Thanks Benjamin. Unfortunately Jake moved on to other things recently but we'll try to address this as soon as we can. Is the data you shared earlier still suitable for testing? Or do we need a different data set to reproduce this? Greg

bjreisman commented 3 years ago

Hi Greg, the dataset from the original issue still appears to work, which may make this a 'new' issue. I've attached an experiment that reproduces the problem. I think the first example had the same channels (short names) with different names (long names?) assigned on the different panels. In this case, the different panels actually have different channels (short names?) Hope that helps! cytoml_87.zip

mikejiang commented 3 years ago

Looks like the original model of cytobankExperiment class as a homogeneous data container doesn't fit the use cases you are running into. I've added optional panel_name argument to the relevant ce APIs so that we can restrict the range of query when there is discrepancy across panels, e.g.
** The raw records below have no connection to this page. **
//! Notification event log pipeline.
//!
//! Split across two execution contexts that never call each other:
//!
//! ```text
//! service worker (no network)          page (network, live subscription)
//!   EventLogWriter::record_received      EventLogUploader::report_pending
//!            │                                     │
//!            └──────────► EventLogStore ◄──────────┘
//!                  richflyer_database/notification
//!                  key "richflyer_notification"
//! ```
//!
//! The store holds exactly one record. A new notification overwrites it
//! and resets `is_sent_event_log`. A failed upload leaves the record unsent,
//! so the next opportunistic call retries it.

use serde::{Deserialize, Serialize};
use std::collections::BTreeMap;
use std::path::{Path, PathBuf};
use std::sync::atomic::{AtomicU64, Ordering};
use std::sync::Arc;

use crate::backend::{EventLogEntry, PushBackend};
use crate::error::{PushError, PushResult};

/// Database directory name.
pub const DATABASE_NAME: &str = "richflyer_database";
/// Table (object store) name.
pub const TABLE_NAME: &str = "notification";
/// Key of the single record.
pub const RECORD_KEY: &str = "richflyer_notification";

/// Unique temp-file suffix per write within this process.
static WRITE_SEQ: AtomicU64 = AtomicU64::new(0);

/// The one received notification and whether it has been reported.
#[derive(Debug, Clone, PartialEq, Eq, Serialize, Deserialize)]
pub struct NotificationEventRecord {
    /// Record key, always [`RECORD_KEY`].
    pub name: String,
    /// Backend-assigned notification id.
    pub notification_id: String,
    /// Event log already uploaded.
    pub is_sent_event_log: bool,
}

impl NotificationEventRecord {
    /// Fresh, unreported record for a received notification.
    pub fn received(notification_id: &str) -> Self {
        Self {
            name: RECORD_KEY.to_string(),
            notification_id: notification_id.to_string(),
            is_sent_event_log: false,
        }
    }
}

type Table = BTreeMap<String, NotificationEventRecord>;

/// Durable single-table store shared by both contexts.
#[derive(Debug, Clone)]
pub struct EventLogStore {
    table_path: PathBuf,
}

impl EventLogStore {
    /// Store rooted at `data_dir`. Nothing is created until the first write.
    pub fn open(data_dir: impl AsRef<Path>) -> Self {
        Self {
            table_path: data_dir
                .as_ref()
                .join(DATABASE_NAME)
                .join(format!("{TABLE_NAME}.json")),
        }
    }

    /// Path of the table file.
    pub fn path(&self) -> &Path {
        &self.table_path
    }

    async fn read_table(&self) -> PushResult<Table> {
        match tokio::fs::read_to_string(&self.table_path).await {
            Ok(content) => Ok(serde_json::from_str(&content)?),
            Err(e) if e.kind() == std::io::ErrorKind::NotFound => Ok(Table::new()),
            Err(e) => Err(e.into()),
        }
    }

    /// Replace the whole table file; readers see the old or the new table.
    async fn write_table(&self, table: &Table) -> PushResult<()> {
        if let Some(dir) = self.table_path.parent() {
            tokio::fs::create_dir_all(dir).await?;
        }
        let seq = WRITE_SEQ.fetch_add(1, Ordering::Relaxed);
        let tmp = self
            .table_path
            .with_extension(format!("json.{}.{seq}.tmp", std::process::id()));
        tokio::fs::write(&tmp, serde_json::to_vec(table)?).await?;
        tokio::fs::rename(&tmp, &self.table_path).await?;
        Ok(())
    }

    /// The stored record, if any notification has been received.
    pub async fn get(&self) -> PushResult<Option<NotificationEventRecord>> {
        Ok(self.read_table().await?.remove(RECORD_KEY))
    }

    /// Upsert the record, overwriting whatever was there.
    pub async fn put(&self, record: NotificationEventRecord) -> PushResult<()> {
        let mut table = Table::new();
        table.insert(RECORD_KEY.to_string(), record);
        self.write_table(&table).await
    }

    /// Flip `is_sent_event_log` for `notification_id`.
    ///
    /// Returns `false` without writing if the record now belongs to a newer
    /// notification; that one still needs reporting.
    pub async fn mark_sent(&self, notification_id: &str) -> PushResult<bool> {
        let mut table = self.read_table().await?;
        match table.get_mut(RECORD_KEY) {
            Some(record) if record.notification_id == notification_id => {
                record.is_sent_event_log = true;
            }
            _ => return Ok(false),
        }
        self.write_table(&table).await?;
        Ok(true)
    }
}

/// Write side, used from the notification-receipt handler.
#[derive(Debug, Clone)]
pub struct EventLogWriter {
    store: EventLogStore,
}

impl EventLogWriter {
    /// Writer over a store.
    pub fn new(store: EventLogStore) -> Self {
        Self { store }
    }

    /// Record "received, not yet reported", replacing any previous record.
    pub async fn record_received(&self, notification_id: &str) -> PushResult<()> {
        self.store
            .put(NotificationEventRecord::received(notification_id))
            .await?;
        log::debug!("[EventLog] Recorded notification {notification_id}");
        Ok(())
    }
}

/// What an upload attempt did.
#[derive(Debug, Clone, PartialEq, Eq)]
pub enum ReportOutcome {
    /// No notification has ever been recorded.
    NothingPending,
    /// The recorded notification was already reported.
    AlreadyReported,
    /// The event was reported and the record marked sent.
    Reported {
        /// Reported notification id.
        notification_id: String,
    },
}

/// Upload side, used from the networked page context.
pub struct EventLogUploader {
    store: EventLogStore,
    backend: Arc<dyn PushBackend>,
}

impl std::fmt::Debug for EventLogUploader {
    fn fmt(&self, f: &mut std::fmt::Formatter<'_>) -> std::fmt::Result {
        f.debug_struct("EventLogUploader")
            .field("store", &self.store)
            .field("backend", &self.backend.kind())
            .finish()
    }
}

impl EventLogUploader {
    /// Uploader over a store, reporting through `backend`.
    pub fn new(store: EventLogStore, backend: Arc<dyn PushBackend>) -> Self {
        Self { store, backend }
    }

    /// Report the pending notification event, if there is one.
    ///
    /// Idempotent: once the record is marked sent, further calls are no-ops
    /// until a new notification arrives.
    pub async fn report_pending(&self) -> PushResult<ReportOutcome> {
        let Some(record) = self.store.get().await? else {
            return Ok(ReportOutcome::NothingPending);
        };
        if record.is_sent_event_log {
            return Ok(ReportOutcome::AlreadyReported);
        }

        let entry = EventLogEntry::launch(&record.notification_id);
        if !self.backend.report_event(&entry).await? {
            log::warn!(
                "[EventLog] Reporting notification {} failed, will retry on next call",
                record.notification_id
            );
            return Err(PushError::EventLogFailed);
        }

        if !self.store.mark_sent(&record.notification_id).await? {
            log::info!("[EventLog] A newer notification arrived during upload; leaving it pending");
        }
        log::info!("[EventLog] Reported notification {}", record.notification_id);
        Ok(ReportOutcome::Reported {
            notification_id: record.notification_id,
        })
    }
}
>  ce <- open_cytobank_experiment(acsfile)
Unpacking ACS file...
>   pn <- "Panel 2"
> ce_get_channels(ce)
Error in ce_get_channels(ce) : 
  colnames are not consistent across samples!
> ce_get_channels(ce, pn)
 [1] "Time"              "FSC-A"             "FSC-H"             "FSC-W"             "SSC-A"            
 [6] "SSC-H"             "SSC-W"             "Alexa Fluor 647-A" "Alexa Fluor 700-A" "Alexa Fluor 488-A"
[11] "Pacific Blue-A"    "Pacific Orange-A"  "PE-A"              "APC-H7-A"          "row"              
[16] "col" 

Now the importing cytobank experiment should work

>   gs <- cytobank_to_gatingset(ce, panel_id = 2)
intact
singles
barcoded
barcoded-dim
intact
singles
barcoded-dim
barcoded
done!